We have honored those who came before us — visionaries who believed that a conference like this could transform generations. And we have turned our gaze toward those who will follow — the young teachers, writers, leaders, and dreamers who will shape the fiftieth and the fiftieth-after years of this journey. They will inherit not only our successes, but our unfinished questions: how to preserve while transforming, how to remember while imagining, how to stay rooted while daring to fly.
Yes, the challenges remain — the erosion of language in a world of noise, the loneliness of dispersed communities, the fatigue that sometimes shadows cultural work. Yet as we have witnessed, the Portuguese diaspora is not a fading echo; it is a living current, a network of souls who refuse to forget. We have learned again that saudade is not a wound but a form of wisdom; that identity, when shared, does not diminish — it multiplies; that across the oceans, we are not separated by water but united by it.
Tonight, above all, we pause in gratitude.
To the more than thirty-five panelists and presenters who filled these days with intellect and imagination — to the poets, scholars, artists, educators, and community leaders who gave us their time, their vision, and their heart — obrigado. Your presence transformed this conference into a living classroom without borders.
To the thousands who joined us online — from California to New England, from the Azores to Brazil, from Toronto to Lisbon — thank you for accompanying this odyssey of ideas and belonging. Through your listening, your comments, and your participation, you have reminded us that a virtual village can still be deeply human.

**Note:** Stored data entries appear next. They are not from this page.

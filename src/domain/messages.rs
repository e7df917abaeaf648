//! Operator-facing message text (zh-TW).

use crate::domain::error::DashboardError;

pub const LOAD_STRATEGIES: &str = "載入策略";
pub const CREATE_STRATEGY: &str = "建立策略";
pub const UPDATE_STRATEGY: &str = "更新策略";
pub const DELETE_STRATEGY: &str = "刪除策略";
pub const TOGGLE_STRATEGY: &str = "切換策略狀態";
pub const LOAD_ORDERS: &str = "載入訂單";
pub const PLACE_ORDER: &str = "下單";
pub const LOAD_SIGNALS: &str = "載入訊號";
pub const SEND_SIGNAL: &str = "送出訊號";
pub const LOAD_HEALTH: &str = "載入系統狀態";

/// `{action}失敗：{reason}`. Validation errors read as a form problem, not a
/// failed action, because no request was made.
pub fn failure(action: &str, err: &DashboardError) -> String {
    match err {
        DashboardError::Validation { .. } => format!("表單驗證失敗：{err}"),
        other => format!("{action}失敗：{}", other.operator_message()),
    }
}
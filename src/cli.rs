//! CLI definition and dispatch.
//!
//! Every subcommand talks to the backend through the same [`TradingApi`]
//! the web dashboard uses, and applies the same client-side validation.

use clap::{Parser, Subcommand};
use std::io::Write;
use std::path::{Path, PathBuf};
use std::process::ExitCode;
use std::sync::Arc;
use std::time::Duration;

use tracing_subscriber::EnvFilter;

use crate::adapters::file_config_adapter::FileConfigAdapter;
use crate::adapters::http_api::HttpTradingApi;
use crate::domain::display::{format_optional_timestamp, format_price, format_timestamp};
use crate::domain::error::DashboardError;
use crate::domain::health::HealthMonitor;
use crate::domain::health_poller::HealthPoller;
use crate::domain::order::OrderDraft;
use crate::domain::settings::{API_URL_ENV, Settings};
use crate::domain::signal::{DEFAULT_PAGE_SIZE, SignalDraft, SignalQuery};
use crate::ports::trading_api::TradingApi;

#[derive(Parser, Debug)]
#[command(name = "futdash", about = "Futures auto-trading dashboard")]
pub struct Cli {
    /// INI config file
    #[arg(short, long, global = true)]
    pub config: Option<PathBuf>,
    /// Backend base URL; overrides [api] base_url
    #[arg(long, global = true, env = API_URL_ENV)]
    pub api_url: Option<String>,
    #[command(subcommand)]
    pub command: Command,
}

#[derive(Subcommand, Debug)]
pub enum Command {
    /// Start the web dashboard
    Serve,
    /// Show backend health
    Health {
        /// Keep polling until interrupted
        #[arg(long)]
        watch: bool,
        /// Poll interval in seconds; defaults to [dashboard] health_poll_secs
        #[arg(long)]
        interval: Option<u64>,
    },
    /// Inspect and manage strategies
    Strategies {
        #[command(subcommand)]
        action: StrategiesCommand,
    },
    /// List orders or place a manual order
    Orders {
        #[command(subcommand)]
        action: OrdersCommand,
    },
    /// Browse signal history
    Signals {
        #[command(subcommand)]
        action: SignalsCommand,
    },
    /// Send a manual signal
    Signal {
        #[command(subcommand)]
        action: SignalCommand,
    },
}

#[derive(Subcommand, Debug)]
pub enum StrategiesCommand {
    List {
        #[arg(long)]
        enabled_only: bool,
    },
    Show {
        name: String,
    },
    /// Flip a strategy between enabled and disabled
    Toggle {
        name: String,
    },
    Delete {
        name: String,
        /// Confirm the delete; nothing is sent without it
        #[arg(long)]
        yes: bool,
    },
}

#[derive(Subcommand, Debug)]
pub enum OrdersCommand {
    List {
        /// Only orders with fill information
        #[arg(long)]
        filled: bool,
    },
    Place {
        #[arg(long)]
        product: String,
        /// B or S
        #[arg(long, default_value = "B")]
        side: String,
        /// L, M or P
        #[arg(long, default_value = "L")]
        order_type: String,
        #[arg(long, default_value = "0")]
        price: String,
        #[arg(long, default_value_t = 1, allow_negative_numbers = true)]
        qty: i64,
        /// R, I or F
        #[arg(long, default_value = "R")]
        condition: String,
        /// Empty for auto, 0 open, 1 close
        #[arg(long, default_value = "")]
        open_close: String,
        /// Y or N
        #[arg(long, default_value = "N")]
        dtrade: String,
        #[arg(long, default_value = "")]
        note: String,
        #[arg(long)]
        account: Option<String>,
        #[arg(long)]
        sub_account: Option<String>,
        #[arg(long)]
        strategy: Option<String>,
    },
}

#[derive(Subcommand, Debug)]
pub enum SignalsCommand {
    List {
        #[arg(long)]
        strategy: Option<String>,
        #[arg(long, default_value_t = DEFAULT_PAGE_SIZE)]
        limit: u32,
        #[arg(long, default_value_t = 0)]
        offset: u32,
    },
    Show {
        id: i64,
    },
}

#[derive(Subcommand, Debug)]
pub enum SignalCommand {
    Send {
        strategy: String,
        /// long_entry, long_exit, short_entry or short_exit
        #[arg(long, default_value = "long_entry")]
        kind: String,
        #[arg(long, default_value_t = 1, allow_negative_numbers = true)]
        quantity: i64,
        #[arg(long)]
        price: Option<f64>,
        #[arg(long)]
        product: Option<String>,
        #[arg(long)]
        note: Option<String>,
    },
}

pub fn run(cli: Cli) -> ExitCode {
    match execute(cli) {
        Ok(()) => ExitCode::SUCCESS,
        Err(e) => {
            tracing::debug!(error = ?e, "command failed");
            eprintln!("error: {e}");
            (&e).into()
        }
    }
}

fn execute(cli: Cli) -> Result<(), DashboardError> {
    let settings = load_settings(cli.config.as_deref(), cli.api_url.as_deref())?;
    init_tracing(&settings.log_filter);
    let api: Arc<dyn TradingApi> = Arc::new(HttpTradingApi::from_settings(&settings)?);

    let runtime = tokio::runtime::Runtime::new()?;
    let mut stdout = std::io::stdout();
    runtime.block_on(dispatch(cli.command, settings, api, &mut stdout))
}

pub fn load_settings(
    config_path: Option<&Path>,
    api_url: Option<&str>,
) -> Result<Settings, DashboardError> {
    let config = match config_path {
        Some(path) => FileConfigAdapter::from_file(path)?,
        None => FileConfigAdapter::empty(),
    };
    Settings::from_config(&config, api_url)
}

/// `RUST_LOG` wins over the configured filter.
fn init_tracing(default_filter: &str) {
    let filter =
        EnvFilter::try_from_default_env().unwrap_or_else(|_| EnvFilter::new(default_filter));
    let _ = tracing_subscriber::fmt()
        .with_env_filter(filter)
        .with_writer(std::io::stderr)
        .try_init();
}

pub async fn dispatch(
    command: Command,
    settings: Settings,
    api: Arc<dyn TradingApi>,
    out: &mut dyn Write,
) -> Result<(), DashboardError> {
    match command {
        Command::Serve => serve(settings, api).await,
        Command::Health { watch: false, .. } => {
            let status = api.health().await?;
            let mut monitor = HealthMonitor::new();
            monitor.apply(Ok(status));
            writeln!(out, "{}", describe_health(&monitor))?;
            Ok(())
        }
        Command::Health {
            watch: true,
            interval,
        } => {
            let interval = interval
                .map(Duration::from_secs)
                .unwrap_or(settings.health_poll)
                .max(Duration::from_secs(1));
            watch_health(api, interval, out).await
        }
        Command::Strategies { action } => run_strategies(action, api.as_ref(), out).await,
        Command::Orders { action } => run_orders(action, api.as_ref(), out).await,
        Command::Signals { action } => run_signals(action, api.as_ref(), out).await,
        Command::Signal {
            action:
                SignalCommand::Send {
                    strategy,
                    kind,
                    quantity,
                    price,
                    product,
                    note,
                },
        } => {
            let draft = SignalDraft {
                strategy,
                signal: kind,
                quantity: quantity.to_string(),
                price: price.map(|p| p.to_string()).unwrap_or_default(),
                product: product.unwrap_or_default(),
                note: note.unwrap_or_default(),
            };
            let request = draft.validate()?;
            let response = api.send_signal(&request).await?;
            writeln!(out, "{}", response.summary())?;
            if let Some(id) = response.signal_id {
                writeln!(out, "signal id: {id}")?;
            }
            Ok(())
        }
    }
}

#[cfg(feature = "web")]
async fn serve(settings: Settings, api: Arc<dyn TradingApi>) -> Result<(), DashboardError> {
    crate::adapters::web::serve(crate::adapters::web::AppState::new(api, settings)).await
}

#[cfg(not(feature = "web"))]
async fn serve(_settings: Settings, _api: Arc<dyn TradingApi>) -> Result<(), DashboardError> {
    Err(DashboardError::ConfigInvalid {
        section: "web".to_string(),
        key: "listen".to_string(),
        reason: "built without the web feature".to_string(),
    })
}

pub fn describe_health(monitor: &HealthMonitor) -> String {
    let mut line = match monitor.last_known() {
        Some(h) => {
            let mut s = format!("status: {}  unitrade: {}", h.status, h.unitrade);
            if let Some(err) = &h.error {
                s.push_str(&format!("  error: {err}"));
            }
            s
        }
        None => "status: unknown".to_string(),
    };
    if monitor.is_stale() {
        line.push_str(" (stale)");
    }
    if let Some(err) = monitor.last_error() {
        line.push_str(&format!("  last poll failed: {err}"));
    }
    line
}

async fn watch_health(
    api: Arc<dyn TradingApi>,
    interval: Duration,
    out: &mut dyn Write,
) -> Result<(), DashboardError> {
    let poller = HealthPoller::spawn(api, interval);
    let mut rx = poller.subscribe();
    loop {
        tokio::select! {
            _ = tokio::signal::ctrl_c() => break,
            changed = rx.changed() => {
                if changed.is_err() {
                    break;
                }
                let line = describe_health(&rx.borrow_and_update());
                writeln!(out, "{} {line}", chrono::Local::now().format("%H:%M:%S"))?;
            }
        }
    }
    Ok(())
}

async fn run_strategies(
    action: StrategiesCommand,
    api: &dyn TradingApi,
    out: &mut dyn Write,
) -> Result<(), DashboardError> {
    match action {
        StrategiesCommand::List { enabled_only } => {
            let list = api.list_strategies(enabled_only).await?;
            if list.is_empty() {
                writeln!(out, "no strategies")?;
            }
            for s in &list {
                writeln!(
                    out,
                    "{:<24} {:<8} {:<20} x{:<3} max {:<4} entry {} / exit {}",
                    s.strategy_name,
                    if s.enabled { "enabled" } else { "disabled" },
                    s.mapping(),
                    s.quantity_multiplier,
                    s.max_position,
                    s.entry_summary(),
                    s.exit_summary(),
                )?;
            }
        }
        StrategiesCommand::Show { name } => {
            let s = api.get_strategy(&name).await?;
            let json = serde_json::to_string_pretty(&s).map_err(|e| DashboardError::Decode {
                reason: e.to_string(),
            })?;
            writeln!(out, "{json}")?;
        }
        StrategiesCommand::Toggle { name } => {
            let s = api.toggle_strategy(&name).await?;
            writeln!(
                out,
                "{} is now {}",
                s.strategy_name,
                if s.enabled { "enabled" } else { "disabled" }
            )?;
        }
        StrategiesCommand::Delete { name, yes } => {
            if !yes {
                return Err(DashboardError::validation(
                    "yes",
                    format!("pass --yes to confirm deleting '{name}'"),
                ));
            }
            let ack = api.delete_strategy(&name).await?;
            writeln!(out, "{}", ack.message.unwrap_or(ack.status))?;
        }
    }
    Ok(())
}

async fn run_orders(
    action: OrdersCommand,
    api: &dyn TradingApi,
    out: &mut dyn Write,
) -> Result<(), DashboardError> {
    match action {
        OrdersCommand::List { filled } => {
            let orders = api.list_orders().await?;
            for o in orders.iter().filter(|o| !filled || o.has_fill()) {
                writeln!(
                    out,
                    "{:<20} {:<8} {} {:>3} @ {:<10} {:<14} {}",
                    format_optional_timestamp(o.created_at.as_deref()),
                    o.symbol,
                    o.action,
                    o.quantity,
                    format_price(o.price),
                    o.status,
                    o.reference(),
                )?;
            }
        }
        OrdersCommand::Place {
            product,
            side,
            order_type,
            price,
            qty,
            condition,
            open_close,
            dtrade,
            note,
            account,
            sub_account,
            strategy,
        } => {
            let draft = OrderDraft {
                actno: account.unwrap_or_default(),
                subactno: sub_account.unwrap_or_default(),
                productid: product,
                bs: side,
                ordertype: order_type,
                price,
                orderqty: qty.to_string(),
                ordercondition: condition,
                opencloseflag: open_close,
                dtrade,
                note,
                strategy: strategy.unwrap_or_default(),
            };
            let request = draft.validate()?;
            tracing::info!(product = %request.productid, qty = request.orderqty, "placing order");
            let response = api.place_order(&request).await?;
            let status = if response.status.is_empty() {
                "ok"
            } else {
                response.status.as_str()
            };
            writeln!(out, "下單結果：{status}")?;
            if let Some(id) = &response.order_id {
                writeln!(out, "order id: {id}")?;
            }
        }
    }
    Ok(())
}

async fn run_signals(
    action: SignalsCommand,
    api: &dyn TradingApi,
    out: &mut dyn Write,
) -> Result<(), DashboardError> {
    match action {
        SignalsCommand::List {
            strategy,
            limit,
            offset,
        } => {
            let query = SignalQuery {
                limit,
                offset,
                strategy,
            }
            .normalized();
            let signals = api.list_signals(&query).await?;
            for s in &signals {
                let flag = if s.needs_attention() { "!" } else { " " };
                writeln!(
                    out,
                    "{flag}{:>6} {:<20} {:<20} {:<10} {:<10} {}",
                    s.id,
                    format_timestamp(&s.created_at),
                    s.strategy_name,
                    s.kind_label(),
                    s.status,
                    s.error_message.as_deref().unwrap_or(""),
                )?;
            }
        }
        SignalsCommand::Show { id } => {
            let s = api.get_signal(id).await?;
            let json = serde_json::to_string_pretty(&s).map_err(|e| DashboardError::Decode {
                reason: e.to_string(),
            })?;
            writeln!(out, "{json}")?;
        }
    }
    Ok(())
}
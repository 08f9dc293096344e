//! Concurrent access tests
//!
//! Many threads share one store through `Arc`; readers must never observe a
//! half-applied mutation.

use arbor_graph::{GraphStore, Node, NodeId};
use std::sync::atomic::{AtomicBool, Ordering};
use std::sync::Arc;
use std::thread;

const WRITERS: usize = 8;
const NODES: usize = 16;
const ROUNDS: usize = 500;

fn label(i: usize) -> NodeId {
    NodeId::from(format!("n{i}"))
}

fn seeded_store() -> Arc<GraphStore> {
    let graph = Arc::new(GraphStore::new("shared"));
    for i in 0..NODES {
        graph.add_node(Node::new(label(i)));
    }
    graph
}

#[test]
fn test_concurrent_add_edge_accumulates_exactly() {
    let graph = seeded_store();

    let handles: Vec<_> = (0..WRITERS)
        .map(|_| {
            let graph = Arc::clone(&graph);
            thread::spawn(move || {
                for _ in 0..ROUNDS {
                    graph.add_edge(&label(0), &label(1), 1.0).unwrap();
                }
            })
        })
        .collect();

    for handle in handles {
        handle.join().unwrap();
    }

    let expected = (WRITERS * ROUNDS) as f64;
    assert_eq!(graph.edge_weight(&label(0), &label(1)).unwrap(), expected);
    assert_eq!(graph.parent_weights(&label(1)).unwrap()[&label(0)], expected);
}

#[test]
fn test_concurrent_add_node_single_winner() {
    let graph = Arc::new(GraphStore::new("race"));

    let handles: Vec<_> = (0..WRITERS)
        .map(|w| {
            let graph = Arc::clone(&graph);
            thread::spawn(move || {
                graph.add_node(Node::new("contested").with_property("writer", w.to_string()))
            })
        })
        .collect();

    let winners = handles
        .into_iter()
        .map(|h| h.join().unwrap())
        .filter(|&inserted| inserted)
        .count();

    assert_eq!(winners, 1);
    assert_eq!(graph.node_count(), 1);
}

#[test]
fn test_readers_never_see_dangling_targets() {
    let graph = seeded_store();
    let done = Arc::new(AtomicBool::new(false));

    let writers: Vec<_> = (0..WRITERS)
        .map(|w| {
            let graph = Arc::clone(&graph);
            thread::spawn(move || {
                for round in 0..ROUNDS {
                    let src = label((w + round) % NODES);
                    let tgt = label((w * 7 + round * 3) % NODES);
                    let result = match round % 4 {
                        0 => graph.add_edge(&src, &tgt, 1.0),
                        1 => graph.replace_edge(&src, &tgt, round as f64),
                        2 => graph.delete_edge(&src, &tgt),
                        _ => {
                            let victim = label(NODES - 1 - w % 4);
                            graph.delete_node(&victim);
                            graph.add_node(Node::new(victim));
                            Ok(())
                        }
                    };
                    // A churned endpoint may be briefly absent
                    if let Err(err) = result {
                        assert!(err.is_not_found(), "unexpected error {err}");
                    }
                }
            })
        })
        .collect();

    let readers: Vec<_> = (0..4)
        .map(|_| {
            let graph = Arc::clone(&graph);
            let done = Arc::clone(&done);
            thread::spawn(move || {
                while !done.load(Ordering::Acquire) {
                    // One snapshot: every target of every row is a live node
                    let adjacency = graph.adjacency();
                    for (src, row) in &adjacency {
                        for tgt in row.keys() {
                            assert!(adjacency.contains_key(tgt), "{src} points at deleted {tgt}");
                        }
                    }
                }
            })
        })
        .collect();

    for writer in writers {
        writer.join().unwrap();
    }
    done.store(true, Ordering::Release);
    for reader in readers {
        reader.join().unwrap();
    }

    // Quiescent state: every child entry is mirrored
    for id in graph.nodes().keys() {
        for (child, w) in graph.child_weights(id).unwrap() {
            assert_eq!(graph.parent_weights(&child).unwrap().get(id), Some(&w));
        }
    }
}
//! Error types for graph store operations

use crate::storage::NodeId;
use thiserror::Error;

/// Graph store errors
#[derive(Debug, Error)]
pub enum GraphError {
    /// Node identifier is not present in the store
    #[error("{0} does not exist in the graph")]
    NotFound(NodeId),

    /// Both endpoints exist but no edge connects them
    #[error("there is no edge from {from} to {to}")]
    EdgeNotFound {
        /// Edge source
        from: NodeId,
        /// Edge target
        to: NodeId,
    },

    /// Requested graph label is absent from a decoded document
    #[error("graph {0} does not exist in the document")]
    GraphNotFound(String),

    /// Malformed adjacency document
    #[error("failed to decode adjacency document: {0}")]
    Decode(String),

    /// Adjacency document could not be serialized
    #[error("failed to encode adjacency document: {0}")]
    Encode(String),

    /// File I/O failure in the document helpers
    #[error("I/O error: {0}")]
    Io(#[from] std::io::Error),
}

impl GraphError {
    /// True for every "something is absent" variant (node, edge, graph label)
    #[must_use]
    pub const fn is_not_found(&self) -> bool {
        matches!(
            self,
            Self::NotFound(_) | Self::EdgeNotFound { .. } | Self::GraphNotFound(_)
        )
    }
}

#[cfg(feature = "json")]
impl From<serde_json::Error> for GraphError {
    fn from(err: serde_json::Error) -> Self {
        Self::Decode(err.to_string())
    }
}

#[cfg(feature = "yaml")]
impl From<serde_yaml::Error> for GraphError {
    fn from(err: serde_yaml::Error) -> Self {
        Self::Decode(err.to_string())
    }
}

/// Result alias used throughout the crate
pub type Result<T> = std::result::Result<T, GraphError>;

To the Directors and Members of the Luso-American Education Foundation, whose faith and commitment over nearly fifty years have sustained this great endeavor, we extend our gratitude for your leadership, collaboration, and unwavering belief that education and culture remain the most enduring investments in our shared future.
And to my colleague and friend, José Luis da Silva, co-chair of this conference, whose dedication, creativity, and serene guidance have been a compass through these days — muito obrigado. Your partnership embodies the spirit of this gathering: one grounded in respect and dialogue, carried by friendship.
And so, as we leave this aldeia global, may we carry the same light that first brought us here: the belief that education heals ignorance, that art resists despair, that language — any language — is a bridge when spoken with empathy. Let us continue to build this global village, not with walls of nostalgia, but with windows of connection. Let us remain curious, courageous, and kind.
May the voices of these days — the poets, the teachers, the thinkers, the dreamers — continue to echo in us like the sea against basalt: steady, luminous, and eternal.
And may the next conference, our golden fiftieth, find us not only older but wiser — still daring to imagine a world where memory is a compass and the future, an open horizon.
Obrigado. Thank you.
May the Atlantic always remind us: we are one shore, seen from many directions.
Diniz Borges
The conference was co-chaired by Diniz Borges and José Luís da Silva.